§ **WORK INSTRUCTION**
Going through the data below, copy out each line where the word "bigquery" shows up.

§ **Dataset entries**

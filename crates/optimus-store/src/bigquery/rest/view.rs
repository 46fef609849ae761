use std::sync::Arc;

use async_trait::async_trait;
use optimus_core::error::OptimusResult;
use optimus_core::models::resource::Resource;
use serde_json::{Value, json};

use super::{Api, description, exists_at, table_path, table_reference};
use crate::bigquery::handle::ResourceHandle;
use crate::bigquery::naming::TableName;
use crate::bigquery::spec::{self, View};

pub(crate) struct RestView {
    api: Arc<Api>,
    name: TableName,
}

impl RestView {
    pub(crate) fn new(api: Arc<Api>, name: TableName) -> Self {
        Self { api, name }
    }

    fn body(&self, res: &Resource) -> OptimusResult<Value> {
        let view: View = spec::decode(res.full_name(), res.spec())?;
        Ok(json!({
            "tableReference": table_reference(&self.name),
            "description": description(&view.description, &res.metadata().description),
            "labels": res.metadata().labels,
            "view": {
                "query": view.view_query,
                "useLegacySql": false,
            },
        }))
    }
}

#[async_trait]
impl ResourceHandle for RestView {
    async fn create(&self, res: &Resource) -> OptimusResult<()> {
        let body = self.body(res)?;
        let path = format!(
            "projects/{}/datasets/{}/tables",
            self.name.dataset.project, self.name.dataset.name
        );
        self.api.post(&path, &body).await?;
        Ok(())
    }

    async fn update(&self, res: &Resource) -> OptimusResult<()> {
        let body = self.body(res)?;
        self.api.patch(&table_path(&self.name), &body).await?;
        Ok(())
    }

    async fn exists(&self) -> bool {
        exists_at(&self.api, &table_path(&self.name)).await
    }
}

§ **COMPLETED EXERCISE**
filename crates/optimus-store/src/bigquery/rest/view.rs
use crate::bigquery::handle::ResourceHandle;
use crate::bigquery::naming::TableName;
use crate::bigquery::spec::{self, View};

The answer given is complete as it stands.